Coronal Cobb angle of the major structural curve in AIS is a radiographic marker of the curve severity. Larger curves are associated with larger Cobb angles, longer surgical duration, higher blood loss and increased hospital costs [15]. However, there are no studies which have correlated Cobb angle with pedicle dysmorphism parameters. Our study was designed to compare the correlation of Cobb angle with various pedicular parameters of concave and convex pedicles in apical and periapical region. We did not find any significant correlation between the Cobb angle and the various pedicle parameters. Whilst increasing Cobb angle denotes increasing severity of the curve in AIS, it does not correlate with abnormal pedicle morphology.

Scoliotic deformities being three-dimensional deformities are associated with significant vertebral rotation besides coronal and sagittal plane deformities. The apical vertebra is often the most rotated vertebra also for the majority of major curves in AIS [16]. The AVR significantly correlated with various pedicle parameters in the apical and the periapical region in the present study indicating that the pedicle dysmorphism may be more a function of vertebral rotation than the magnitude of the curve. In the present study, we found that pedicle length and pedicle axis length significantly increased on the concave side with increase in in AVR. It was also noticed that the pedicle length showed a negative correlation with periapical convex pedicle (U2) with respect to AVR.

The narrow diameter of transverse cancellous channels in patients with AIS especially on the concave side has been well documented in various studies [8, 12, 17]. It has been seen that the abnormal pedicles with narrow cancellous channel are significantly more in the concavity, the apical and the periapical region [12]. In the present study, we noticed the cancellous channel diameter at concave apical and upper periapical vertebrae (U2), which showed a significant moderate negative correlation with the AVR. It indicates that the cancellous channel becomes narrower as the AVR increases in the apical and the periapical region. Another interesting finding in the present study was that sagittal pedicle diameter correlated negatively at the convex upper periapical (U2) and apical region with AVR. The above findings indicate that the caution must be exercised during pedicle screw insertion on the apical and the periapical concave side in cases of high apical vertebral rotation due to increased risk of medial and lateral breach. Similar caution must be exercised on the convex apical and the periapical region in the cranio-caudal direction in case of high AVR due to decreased sagittal pedicle diameter.

Small sample size, heterogeneity of the patient population and data acquisition from a single centre are some of the limitations of the present study. However, this is the first study that has studied the correlation of coronal Cobb angle and AVR with the various pedicle measurements in the periapical region of the major curve. Our study shows that the AVR correlates well with various pedicle measurements and may be one of the main drivers of pedicle dysmorphism in AIS.

Conclusion

Pedicle asymmetry and dysmorphism are better linked to the apical vertebral rotation than to the curve magnitude.

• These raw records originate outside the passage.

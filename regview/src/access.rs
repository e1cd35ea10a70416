//! Outbound requests to the service that reaches the hardware, e.g., an OpenOCD connection

use std::{cell::RefCell, fmt};

use log::debug;

/// Receiver of read and write requests emitted by the value models
///
/// Requests are fire-and-forget notifications. The implementor decides how and when to perform
/// them, and delivers read results back through [`crate::RegisterModel::set_value`] or
/// [`crate::PeripheralModel::apply_read_result`].
pub trait RegisterAccess {
    /// Request the current value of the register at `address`
    fn request_read(&self, address: u64);
    /// Request `value` to be written into the register at `address`
    fn request_write(&self, address: u64, value: u64);
}

#[derive(Clone, Copy, Debug, PartialEq, Eq)]
pub enum AccessRequest {
    Read { address: u64 },
    Write { address: u64, value: u64 },
}

impl fmt::Display for AccessRequest {
    fn fmt(&self, f: &mut fmt::Formatter<'_>) -> fmt::Result {
        match self {
            Self::Read { address } => write!(f, "read  {address:#010x}"),
            Self::Write { address, value } => write!(f, "write {address:#010x} <- {value:#010x}"),
        }
    }
}

/// [`RegisterAccess`] that records every request in the order it was received
#[derive(Debug, Default)]
pub struct RequestLog {
    requests: RefCell<Vec<AccessRequest>>,
}

impl RequestLog {
    pub fn new() -> Self {
        Self::default()
    }

    /// Requests received so far
    pub fn requests(&self) -> Vec<AccessRequest> {
        self.requests.borrow().clone()
    }

    /// Remove and return the requests received so far
    pub fn take(&self) -> Vec<AccessRequest> {
        self.requests.take()
    }

    fn push(&self, request: AccessRequest) {
        debug!("{request}");
        self.requests.borrow_mut().push(request);
    }
}

impl RegisterAccess for RequestLog {
    fn request_read(&self, address: u64) {
        self.push(AccessRequest::Read { address });
    }

    fn request_write(&self, address: u64, value: u64) {
        self.push(AccessRequest::Write { address, value });
    }
}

The pedicle length and the pedicle axis length increase on the concave apical and periapical region with the increase in AVR. The transverse cancellous channel diameter significantly decreases on the concave apical region with the increase in AVR. The sagittal pedicle diameter decreases on the convex side with the increase in AVR. Further studies in different patient populations and larger sample size are required to validate these results.